I'm not talking just about just my own personal game. I'm talking about the greater gaming community, and in particular the D&D umbrella which includes all previous versions of the game and close relatives/offshoots. I'm talking more about the hobby than my personal game.

Yes, I do understand that business decisions don't always align perfectly with my personal wishes and desires. And business decisions don't always align perfectly with what is best for the hobby. However, sometimes they can align well. And I think the OGL did align well for WoTC.

It no longer does, but that is because they tried to escape from the OGL with 4E and they've discovered it wasn't so easy. They could have better used the OGL ecosystem in 3E days and they could have released 4E via the OGL.

I do want WotC to succeed as a company because I like the new version of the game very much. Maybe you feel the same way about Pathfinder. And although this seems to be completely off the topic of this thread, we are discussing the effect of the OGL on WotC's ablitity to be successful with 4E. And I still argue that the OGL took a huge chunk out of that success.

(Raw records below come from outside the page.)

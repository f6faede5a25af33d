//! The slice of a character sheet the cart touches: treasure chests and the backpack.

use chrono::{DateTime, Utc};
use serde::{Deserialize, Serialize};
use std::collections::BTreeMap;

use crate::cart::catalog::ItemTemplate;
use crate::cart::stock::{Offer, OfferKind};
use crate::cart::types::UserId;

pub const CHARACTER_SCHEMA_VERSION: u8 = 1;

/// A stack of identical items in a backpack.
#[derive(Debug, Clone, PartialEq, Eq, Serialize, Deserialize)]
pub struct BackpackItem {
    pub item: ItemTemplate,
    pub owned: u64,
}

#[derive(Debug, Clone, PartialEq, Eq, Serialize, Deserialize)]
pub struct Character {
    pub user: UserId,
    /// Unopened chests: normal, rare, epic.
    pub treasure: [u64; 3],
    /// Stacks keyed by item name.
    pub backpack: BTreeMap<String, BackpackItem>,
    pub updated_at: DateTime<Utc>,
    pub schema_version: u8,
}

impl Character {
    pub fn new(user: UserId) -> Self {
        Self {
            user,
            treasure: [0; 3],
            backpack: BTreeMap::new(),
            updated_at: Utc::now(),
            schema_version: CHARACTER_SCHEMA_VERSION,
        }
    }

    pub fn touch(&mut self) {
        self.updated_at = Utc::now();
    }

    pub fn owned(&self, item_name: &str) -> u64 {
        self.backpack.get(item_name).map(|s| s.owned).unwrap_or(0)
    }

    /// Credit `quantity` units of `offer`: chests go to the treasure counters, items
    /// are stacked by name.
    pub fn apply_purchase(&mut self, offer: &Offer, quantity: u64) {
        match &offer.kind {
            OfferKind::Chest(tier) => {
                let slot = &mut self.treasure[tier.treasure_index()];
                *slot = slot.saturating_add(quantity);
            }
            OfferKind::Item(template) => {
                let fresh = BackpackItem {
                    item: template.clone(),
                    owned: quantity,
                };
                match self.backpack.get_mut(&template.name) {
                    Some(stack) => stack.owned = stack.owned.saturating_add(quantity),
                    None => {
                        self.backpack.insert(template.name.clone(), fresh);
                    }
                }
            }
        }
        self.touch();
    }
}

#[cfg(test)]
mod tests {
    use super::*;
    use crate::cart::catalog::{Rarity, Stats};
    use crate::cart::stock::ChestTier;

    fn sword_offer() -> Offer {
        Offer::item(
            ItemTemplate {
                name: "Silvered Rapier".into(),
                rarity: Rarity::Rare,
                slots: vec!["right".into()],
                stats: Stats {
                    att: 4,
                    dex: 2,
                    ..Stats::default()
                },
                lvl: 8,
            },
            1200,
        )
    }

    #[test]
    fn chests_increment_matching_counter() {
        let mut c = Character::new(UserId(1));
        c.apply_purchase(&Offer::chest(ChestTier::Rare, 50_000), 2);
        c.apply_purchase(&Offer::chest(ChestTier::Epic, 100_000), 1);
        c.apply_purchase(&Offer::chest(ChestTier::Rare, 50_000), 3);
        assert_eq!(c.treasure, [0, 5, 1]);
        assert!(c.backpack.is_empty());
    }

    #[test]
    fn items_merge_into_existing_stack() {
        let mut c = Character::new(UserId(1));
        let offer = sword_offer();
        c.apply_purchase(&offer, 3);
        assert_eq!(c.owned("Silvered Rapier"), 3);
        c.apply_purchase(&offer, 4);
        assert_eq!(c.owned("Silvered Rapier"), 7);
        assert_eq!(c.backpack.len(), 1);
        assert_eq!(c.treasure, [0, 0, 0]);
    }
}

And I say that it didn't have to take such a huge chunk out of 4Es potential sales. If they had initially released 4E via the OGL then there would have been less incentive for Paizo to have gone their own way. Perhaps they may still have, but they were on the fence for a while and if WoTC had gone with the OGL for 4E they wouldn't have necessarily have driven Paizo into being a direct competitor.

I'm actually pleased with how things turned out because I get to continue to have support for the version of the game I prefer, but the 4E crowd still has their own version and support through WoTC. Everyone wins and gets to play the game they enjoy. WoTC might not earn as much money as they were hoping, but I doubt they are losing money from 4E. What they may be losing is their position as market leader, but all that means is that they need to better position their game so that it appeals to more people. Whether that is by improving on the game or otherwise better positioning the game to appeal to more people, it's something they need to work out. And when they do, hopefully you'll be happier with the version of the game you enjoy.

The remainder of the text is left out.